== Provided data

use std::sync::Arc;
use std::time::Duration;

use revloc_core::{CompanyRegistration, CoordinateSource, Coordinates, GeocodeSource};
use revloc_geo::testing::StaticGeocoder;
use revloc_geo::GeocodingGateway;
use revloc_registry::testing::StaticRegistry;

use super::*;
use crate::store::ResellerStore;
use crate::fixtures::candidate;
use crate::testing::MemoryStore;

fn immediate() -> EnrichmentSettings {
    EnrichmentSettings {
        batch_delay: Duration::ZERO,
        record_delay: Duration::ZERO,
        smart_batch_delay: Duration::ZERO,
        registry_delay: Duration::ZERO,
        geocode_delay: Duration::ZERO,
        ..EnrichmentSettings::default()
    }
}

fn company(cnpj: &str, name: &str, street: &str) -> CompanyRegistration {
    CompanyRegistration {
        cnpj: cnpj.to_string(),
        company_name: Some(name.to_string()),
        street: Some(street.to_string()),
        number: Some("100".to_string()),
        city: Some("SAO PAULO".to_string()),
        state: Some("SP".to_string()),
        postal_code: Some("01302000".to_string()),
        formatted_address: format!("{street}, 100, SAO PAULO, SP, CEP: 01302000"),
        source: "brasilapi".to_string(),
        ..CompanyRegistration::default()
    }
}

struct Harness {
    store: Arc<MemoryStore>,
    registry: Arc<StaticRegistry>,
    geocoder: Arc<StaticGeocoder>,
    pipeline: EnrichmentPipeline,
}

fn harness(
    records: Vec<Reseller>,
    registry: StaticRegistry,
    geocoder: StaticGeocoder,
    settings: EnrichmentSettings,
) -> Harness {
    let store = Arc::new(MemoryStore::with_records(records));
    let registry = Arc::new(registry);
    let geocoder = Arc::new(geocoder);
    let gateway = Arc::new(GeocodingGateway::new(None, geocoder.clone()));
    let pipeline = EnrichmentPipeline::new(store.clone(), registry.clone(), gateway, settings);
    Harness {
        store,
        registry,
        geocoder,
        pipeline,
    }
}

const CONSOLACAO: Coordinates = Coordinates::new(-23.5530, -46.6590);

#[tokio::test]
async fn plain_pass_merges_registry_and_geocode() {
    let record = candidate("loja", "12.345.678/0001-95");
    let id = record.id;
    let h = harness(
        vec![record],
        StaticRegistry::new().with_company(company("12345678000195", "LOJA LTDA", "RUA DA CONSOLACAO")),
        StaticGeocoder::new(GeocodeSource::OpenStreetMap).with_answer("CONSOLACAO", CONSOLACAO),
        immediate(),
    );

    let report = h.pipeline.run(EnrichmentKind::Plain).await;

    assert!(report.success);
    assert_eq!(report.considered, 1);
    assert_eq!(report.enriched, 1);
    let stored = h.store.get(id).expect("record");
    assert!(stored.data_enriched);
    assert_eq!(stored.name, "LOJA LTDA");
    assert_eq!(stored.address, "RUA DA CONSOLACAO, 100");
    assert_eq!(stored.cep, "01302-000");
    assert_eq!(stored.coordinates, Some(CONSOLACAO));
    assert_eq!(stored.geocoding_source, Some(CoordinateSource::OpenStreetMap));
    assert!(stored.registry_data.is_some());

    let queries = h.geocoder.queries();
    assert_eq!(queries.len(), 1);
    assert!(queries[0].ends_with("Brasil"), "got {queries:?}");
}

#[tokio::test]
async fn registry_miss_still_marks_record_enriched() {
    let record = candidate("ghost", "99999999000199");
    let id = record.id;
    let h = harness(
        vec![record],
        StaticRegistry::new(),
        StaticGeocoder::new(GeocodeSource::OpenStreetMap),
        immediate(),
    );

    let report = h.pipeline.run(EnrichmentKind::Plain).await;

    assert_eq!(report.marked_without_data, 1);
    assert_eq!(report.enriched, 0);
    let stored = h.store.get(id).expect("record");
    assert!(stored.data_enriched);
    assert!(stored.registry_data.is_none());
    assert!(stored.coordinates.is_none());
    assert_eq!(h.geocoder.calls(), 0);
}

#[tokio::test]
async fn second_pass_finds_nothing_to_do() {
    let h = harness(
        vec![candidate("ghost", "99999999000199")],
        StaticRegistry::new(),
        StaticGeocoder::new(GeocodeSource::OpenStreetMap),
        immediate(),
    );

    h.pipeline.run(EnrichmentKind::Plain).await;
    let again = h.pipeline.run(EnrichmentKind::Plain).await;

    assert!(again.success);
    assert_eq!(again.considered, 0);
    assert_eq!(again.message, "No resellers to enrich.");
    assert_eq!(h.registry.calls(), 1);
}

#[tokio::test]
async fn record_claimed_by_another_pass_is_skipped() {
    let taken = candidate("taken", "11111111000111");
    let free = candidate("free", "22222222000122");
    let taken_id = taken.id;
    let h = harness(
        vec![taken, free],
        StaticRegistry::new(),
        StaticGeocoder::new(GeocodeSource::OpenStreetMap),
        immediate(),
    );
    h.store.claim_externally(taken_id);

    let report = h.pipeline.run(EnrichmentKind::Plain).await;

    assert_eq!(report.skipped, 1);
    assert_eq!(report.marked_without_data, 1);
    assert!(!h.store.get(taken_id).expect("record").data_enriched);
    assert_eq!(h.registry.calls(), 1);
}

#[tokio::test]
async fn write_failure_is_isolated_and_releases_claim() {
    let broken = candidate("broken", "11111111000111");
    let fine = candidate("fine", "22222222000122");
    let broken_id = broken.id;
    let h = harness(
        vec![broken, fine],
        StaticRegistry::new()
            .with_company(company("11111111000111", "BROKEN LTDA", "RUA A"))
            .with_company(company("22222222000122", "FINE LTDA", "RUA B")),
        StaticGeocoder::new(GeocodeSource::OpenStreetMap),
        immediate(),
    );
    h.store.fail_writes_for(broken_id);

    let report = h.pipeline.run(EnrichmentKind::Plain).await;

    assert!(report.success);
    assert_eq!(report.failed, 1);
    assert_eq!(report.enriched, 1);
    assert_eq!(report.errors.len(), 1);
    assert!(report.errors[0].starts_with("broken:"), "got {:?}", report.errors);
    assert!(!h.store.get(broken_id).expect("record").data_enriched);
    assert!(h
        .store
        .claim_for_enrichment(broken_id)
        .await
        .expect("claim"));
}

#[tokio::test]
async fn candidate_load_failure_is_reported_not_raised() {
    let h = harness(
        vec![candidate("a", "11111111000111")],
        StaticRegistry::new(),
        StaticGeocoder::new(GeocodeSource::OpenStreetMap),
        immediate(),
    );
    h.store.fail_reads();

    for kind in [EnrichmentKind::Plain, EnrichmentKind::Smart] {
        let report = h.pipeline.run(kind).await;
        assert!(!report.success);
        assert_eq!(report.errors.len(), 1);
        assert_eq!(report.considered, 0);
    }
}

#[tokio::test]
async fn plain_pass_paces_records() {
    let settings = EnrichmentSettings {
        record_delay: Duration::from_millis(100),
        ..immediate()
    };
    let h = harness(
        vec![
            candidate("a", "11111111000111"),
            candidate("b", "22222222000122"),
            candidate("c", "33333333000133"),
        ],
        StaticRegistry::new(),
        StaticGeocoder::new(GeocodeSource::OpenStreetMap),
        settings,
    );

    let start = tokio::time::Instant::now();
    h.pipeline.run(EnrichmentKind::Plain).await;
    assert!(start.elapsed() >= Duration::from_millis(200));
}

#[tokio::test]
async fn smart_pass_skips_inactive_and_respects_cap() {
    let mut inactive = candidate("inactive", "11111111000111");
    inactive.active = false;
    let mut best = candidate("best", "22222222000122");
    best.address = "Rua B".to_string();
    let mut geolocated = candidate("geolocated", "33333333000133");
    geolocated.coordinates = Some(CONSOLACAO);
    let plain = candidate("plain", "44444444000144");
    let (inactive_id, geolocated_id) = (inactive.id, geolocated.id);

    let settings = EnrichmentSettings {
        smart_cap: 2,
        smart_batch_size: 1,
        ..immediate()
    };
    let h = harness(
        vec![inactive, geolocated, best, plain],
        StaticRegistry::new().with_company(company("22222222000122", "BEST LTDA", "RUA B")),
        StaticGeocoder::new(GeocodeSource::OpenStreetMap).with_answer("RUA B", CONSOLACAO),
        settings,
    );

    let planned = h.pipeline.plan(EnrichmentKind::Smart).await.expect("plan");
    let names: Vec<_> = planned.iter().map(|r| r.name.as_str()).collect();
    assert_eq!(names, ["best", "plain"]);

    let report = h.pipeline.run(EnrichmentKind::Smart).await;

    assert_eq!(report.considered, 2);
    assert_eq!(report.enriched, 1);
    assert_eq!(report.marked_without_data, 1);
    assert!(!h.store.get(inactive_id).expect("record").data_enriched);
    assert!(!h.store.get(geolocated_id).expect("record").data_enriched);
}

#[tokio::test]
async fn smart_pass_batches_lookups_and_geocodes() {
    let records: Vec<_> = (1..=4)
        .map(|i| candidate(&format!("r{i}"), &format!("{i}{i}{i}{i}{i}{i}{i}{i}000{i}{i}{i}")))
        .collect();
    let ids: Vec<_> = records.iter().map(|r| r.id).collect();
    let h = harness(
        records,
        StaticRegistry::new()
            .with_company(company("11111111000111", "UM LTDA", "RUA UM"))
            .with_company(company("33333333000333", "TRES LTDA", "RUA TRES")),
        StaticGeocoder::new(GeocodeSource::OpenStreetMap).with_answer("RUA UM", CONSOLACAO),
        immediate(),
    );

    let report = h.pipeline.run(EnrichmentKind::Smart).await;

    assert_eq!(report.considered, 4);
    assert_eq!(report.enriched, 2);
    assert_eq!(report.marked_without_data, 2);
    assert_eq!(h.registry.calls(), 4);
    assert_eq!(h.geocoder.calls(), 2);

    let first = h.store.get(ids[0]).expect("record");
    assert_eq!(first.coordinates, Some(CONSOLACAO));
    let third = h.store.get(ids[2]).expect("record");
    assert_eq!(third.name, "TRES LTDA");
    assert!(third.coordinates.is_none());
    assert!(h.store.snapshot().iter().all(|r| r.data_enriched));
}

#[tokio::test]
async fn reset_reopens_records_for_another_pass() {
    let a = candidate("a", "11111111000111");
    let b = candidate("b", "22222222000122");
    let h = harness(
        vec![a, b],
        StaticRegistry::new(),
        StaticGeocoder::new(GeocodeSource::OpenStreetMap),
        immediate(),
    );
    h.pipeline.run(EnrichmentKind::Plain).await;

    let one = h.pipeline.reset(Some("11.111.111/0001-11")).await.expect("reset");
    assert_eq!(one, 1);
    let planned = h.pipeline.plan(EnrichmentKind::Plain).await.expect("plan");
    assert_eq!(planned.len(), 1);
    assert_eq!(planned[0].name, "a");

    let rest = h.pipeline.reset(Some("  ")).await.expect("reset");
    assert_eq!(rest, 1);
}
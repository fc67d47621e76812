//! Row types for the `resellers` table.

use chrono::{DateTime, Utc};
use revloc_core::{CoordinateSource, Coordinates, RegistryData, Reseller, ResellerStats};
use uuid::Uuid;

/// A row from the `resellers` table.
///
/// `enrichment_claimed_at` is omitted; it only matters to the claim queries.
#[derive(Debug, Clone, sqlx::FromRow)]
pub struct ResellerRow {
    pub id: Uuid,
    pub name: String,
    pub cnpj: Option<String>,
    pub address: String,
    pub neighborhood: String,
    pub city: String,
    pub state: String,
    pub cep: String,
    pub phone: String,
    pub whatsapp: String,
    pub hours: String,
    pub latitude: Option<f64>,
    pub longitude: Option<f64>,
    pub geocoding_source: Option<String>,
    pub active: bool,
    pub data_enriched: bool,
    pub service_radius_km: Option<f64>,
    pub priority: i32,
    pub registry_data: Option<serde_json::Value>,
    pub created_at: DateTime<Utc>,
    pub updated_at: DateTime<Utc>,
}

impl ResellerRow {
    /// Convert into the domain record.
    ///
    /// Unknown `geocoding_source` tags and registry payloads that no longer
    /// match [`RegistryData`] are dropped with a warning rather than failing
    /// the whole read.
    #[must_use]
    pub fn into_reseller(self) -> Reseller {
        let coordinates = match (self.latitude, self.longitude) {
            (Some(lat), Some(lng)) => Some(Coordinates::new(lat, lng)),
            _ => None,
        };
        let geocoding_source = self.geocoding_source.as_deref().and_then(|raw| {
            let parsed = CoordinateSource::parse(raw);
            if parsed.is_none() {
                tracing::warn!(id = %self.id, source = raw, "unknown geocoding source on reseller row");
            }
            parsed
        });
        let registry_data = self.registry_data.and_then(|value| {
            serde_json::from_value::<RegistryData>(value)
                .map_err(|e| {
                    tracing::warn!(id = %self.id, error = %e, "unreadable registry_data on reseller row");
                })
                .ok()
        });

        Reseller {
            id: self.id,
            name: self.name,
            cnpj: self.cnpj,
            address: self.address,
            neighborhood: self.neighborhood,
            city: self.city,
            state: self.state,
            cep: self.cep,
            phone: self.phone,
            whatsapp: self.whatsapp,
            hours: self.hours,
            coordinates,
            geocoding_source,
            active: self.active,
            data_enriched: self.data_enriched,
            service_radius_km: self.service_radius_km,
            priority: self.priority,
            registry_data,
            created_at: self.created_at,
            updated_at: self.updated_at,
        }
    }
}

/// Aggregate counters over the whole table.
#[derive(Debug, Clone, Copy, Default, sqlx::FromRow)]
pub struct ResellerStatsRow {
    pub total: i64,
    pub active: i64,
    pub enriched: i64,
    pub with_coordinates: i64,
    pub with_registry_data: i64,
    pub with_phone: i64,
    pub with_whatsapp: i64,
    pub primary_geocoded: i64,
    pub high_priority: i64,
}

impl ResellerStatsRow {
    #[must_use]
    pub fn into_stats(self) -> ResellerStats {
        ResellerStats {
            total: self.total,
            active: self.active,
            enriched: self.enriched,
            with_coordinates: self.with_coordinates,
            with_registry_data: self.with_registry_data,
            with_phone: self.with_phone,
            with_whatsapp: self.with_whatsapp,
            primary_geocoded: self.primary_geocoded,
            high_priority: self.high_priority,
            enrichment_pct: 0.0,
            coordinates_pct: 0.0,
            primary_geocoded_pct: 0.0,
        }
        .with_percentages()
    }
}
//! CSV import of reseller spreadsheets.
//!
//! Headers follow the source spreadsheets (`razao_social`, `cnpj`,
//! `endereco`, ...). Rows replace any stored record with the same CNPJ.

use std::collections::HashSet;

use revloc_core::{cnpj, CoordinateSource, Coordinates, NewReseller, DEFAULT_HOURS};
use serde::Serialize;
use thiserror::Error;

use crate::store::{ResellerStore, StoreError};

const SNIFF_BYTES: usize = 1024;
const DEFAULT_SERVICE_RADIUS_KM: f64 = 10.0;
const NAME_COLUMN: &str = "razao_social";
const CNPJ_COLUMN: &str = "cnpj";

#[derive(Debug, Error)]
pub enum ImportError {
    #[error("malformed CSV: {0}")]
    Csv(#[from] csv::Error),
    #[error("missing required column `{0}`")]
    MissingColumn(&'static str),
    #[error(transparent)]
    Store(#[from] StoreError),
}

#[derive(Debug, Clone, Default, PartialEq, Eq, Serialize)]
pub struct ImportReport {
    pub success: bool,
    pub total_imported: usize,
    pub errors: Vec<String>,
    pub message: String,
}

/// Rows accepted from a file, plus per-row problems.
#[derive(Debug, Clone, Default)]
pub struct ParsedImport {
    pub records: Vec<NewReseller>,
    pub errors: Vec<String>,
    pub duplicates: usize,
}

/// `;` when the first KiB contains one, otherwise `,`.
#[must_use]
pub fn detect_delimiter(data: &[u8]) -> u8 {
    let sample = &data[..data.len().min(SNIFF_BYTES)];
    if sample.contains(&b';') {
        b';'
    } else {
        b','
    }
}

/// Parse a CSV file into new records.
///
/// # Errors
///
/// Returns [`ImportError::MissingColumn`] if `razao_social` or `cnpj` is not
/// a header, or [`ImportError::Csv`] if the header row cannot be read.
/// Problems with individual rows are collected in [`ParsedImport::errors`].
pub fn parse_csv(data: &[u8]) -> Result<ParsedImport, ImportError> {
    let data = data.strip_prefix(b"\xEF\xBB\xBF").unwrap_or(data);
    let mut reader = csv::ReaderBuilder::new()
        .delimiter(detect_delimiter(data))
        .flexible(true)
        .from_reader(data);

    let headers: Vec<String> = reader
        .headers()?
        .iter()
        .map(|h| h.trim().to_lowercase())
        .collect();
    let column = |name: &str| headers.iter().position(|h| h == name);
    let name_idx = column(NAME_COLUMN).ok_or(ImportError::MissingColumn(NAME_COLUMN))?;
    let cnpj_idx = column(CNPJ_COLUMN).ok_or(ImportError::MissingColumn(CNPJ_COLUMN))?;
    let columns = Columns {
        name: name_idx,
        cnpj: cnpj_idx,
        address: column("endereco"),
        neighborhood: column("bairro"),
        city: column("cidade"),
        state: column("uf"),
        cep: column("cep"),
        phone: column("telefone"),
        whatsapp: column("whatsapp"),
        active: column("ativo"),
        service_radius_km: column("service_radius_km"),
        priority: column("prioridade"),
        latitude: column("latitude"),
        longitude: column("longitude"),
    };

    let mut parsed = ParsedImport::default();
    let mut seen = HashSet::new();
    for (index, result) in reader.records().enumerate() {
        let line = index + 2;
        let row = match result {
            Ok(row) => row,
            Err(e) => {
                parsed.errors.push(format!("line {line}: {e}"));
                continue;
            }
        };
        match columns.parse_row(&row) {
            Ok(record) => {
                let key = record.cnpj.clone().unwrap_or_default();
                if seen.insert(key) {
                    parsed.records.push(record);
                } else {
                    parsed.duplicates += 1;
                }
            }
            Err(reason) => parsed.errors.push(format!("line {line}: {reason}")),
        }
    }

    Ok(parsed)
}

/// Parse `data` and replace stored records sharing its CNPJs.
///
/// The replacement goes through [`ResellerStore::replace_by_cnpj`], so a
/// failed batch leaves the previously stored records in place.
///
/// Never fails: a fatal problem yields `success = false` with the error in
/// `errors`.
pub async fn import_csv(store: &dyn ResellerStore, data: &[u8]) -> ImportReport {
    match try_import(store, data).await {
        Ok(report) => report,
        Err(e) => {
            tracing::error!(error = %e, "CSV import failed");
            ImportReport {
                success: false,
                total_imported: 0,
                errors: vec![e.to_string()],
                message: format!("Import failed: {e}"),
            }
        }
    }
}

async fn try_import(store: &dyn ResellerStore, data: &[u8]) -> Result<ImportReport, ImportError> {
    let parsed = parse_csv(data)?;
    if parsed.duplicates > 0 {
        tracing::info!(duplicates = parsed.duplicates, "dropped duplicate CNPJs from import");
    }

    let mut total_imported = 0;
    if !parsed.records.is_empty() {
        let outcome = store.replace_by_cnpj(&parsed.records).await?;
        total_imported = usize::try_from(outcome.inserted).unwrap_or(usize::MAX);
        tracing::info!(
            removed = outcome.removed,
            inserted = outcome.inserted,
            rejected = parsed.errors.len(),
            "CSV import stored"
        );
    }

    Ok(ImportReport {
        success: true,
        total_imported,
        message: format!("{total_imported} resellers imported."),
        errors: parsed.errors,
    })
}

struct Columns {
    name: usize,
    cnpj: usize,
    address: Option<usize>,
    neighborhood: Option<usize>,
    city: Option<usize>,
    state: Option<usize>,
    cep: Option<usize>,
    phone: Option<usize>,
    whatsapp: Option<usize>,
    active: Option<usize>,
    service_radius_km: Option<usize>,
    priority: Option<usize>,
    latitude: Option<usize>,
    longitude: Option<usize>,
}

impl Columns {
    fn parse_row(&self, row: &csv::StringRecord) -> Result<NewReseller, String> {
        let cell = |idx: Option<usize>| -> String {
            idx.and_then(|i| row.get(i))
                .map(clean_cell)
                .unwrap_or_default()
        };

        let name = cell(Some(self.name));
        if name.is_empty() {
            return Err(format!("missing {NAME_COLUMN}"));
        }
        let raw_cnpj = cell(Some(self.cnpj));
        if !cnpj::is_present(&raw_cnpj) {
            return Err(format!("missing {CNPJ_COLUMN}"));
        }
        let normalized = cnpj::normalize(&raw_cnpj);
        if !cnpj::validate(&normalized) {
            return Err(format!("invalid CNPJ '{raw_cnpj}'"));
        }

        let number = |idx: Option<usize>| cell(idx).replace(',', ".").parse::<f64>().ok();
        let coordinates = match (number(self.latitude), number(self.longitude)) {
            (Some(lat), Some(lng)) => Some(Coordinates::new(lat, lng)).filter(Coordinates::is_valid),
            _ => None,
        };

        Ok(NewReseller {
            name,
            cnpj: Some(normalized),
            address: cell(self.address),
            neighborhood: cell(self.neighborhood),
            city: cell(self.city),
            state: cell(self.state),
            cep: cell(self.cep),
            phone: cell(self.phone),
            whatsapp: cell(self.whatsapp),
            hours: DEFAULT_HOURS.to_string(),
            coordinates,
            geocoding_source: coordinates.map(|_| CoordinateSource::NormalizedData),
            active: parse_flag(&cell(self.active)).unwrap_or(true),
            data_enriched: coordinates.is_some(),
            service_radius_km: Some(
                number(self.service_radius_km)
                    .filter(|r| r.is_finite() && *r > 0.0)
                    .unwrap_or(DEFAULT_SERVICE_RADIUS_KM),
            ),
            priority: number(self.priority).map_or(0, truncate_priority),
        })
    }
}

/// Trimmed cell text; spreadsheet placeholders for "nothing" become empty.
fn clean_cell(raw: &str) -> String {
    let trimmed = raw.trim();
    match trimmed.to_lowercase().as_str() {
        "nan" | "null" | "none" => String::new(),
        _ => trimmed.to_string(),
    }
}

fn parse_flag(raw: &str) -> Option<bool> {
    match raw.to_lowercase().as_str() {
        "1" | "1.0" | "true" | "t" | "sim" | "s" | "yes" | "y" | "verdadeiro" => Some(true),
        "0" | "0.0" | "false" | "f" | "nao" | "não" | "n" | "no" | "falso" => Some(false),
        _ => None,
    }
}

#[allow(clippy::cast_possible_truncation)]
fn truncate_priority(value: f64) -> i32 {
    if value.is_finite() {
        value.trunc().clamp(f64::from(i32::MIN), f64::from(i32::MAX)) as i32
    } else {
        0
    }
}

#[cfg(test)]
#[path = "import_test.rs"]
mod tests;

====

What the task asks: Copy out all lines of the material above in which "match" occurs.

Solution to this exercise:
    /// match [`RegistryData`] are dropped with a warning rather than failing
        let coordinates = match (self.latitude, self.longitude) {
        let row = match result {
        match columns.parse_row(&row) {
    match try_import(store, data).await {
        let coordinates = match (number(self.latitude), number(self.longitude)) {
    match trimmed.to_lowercase().as_str() {
    match raw.to_lowercase().as_str() {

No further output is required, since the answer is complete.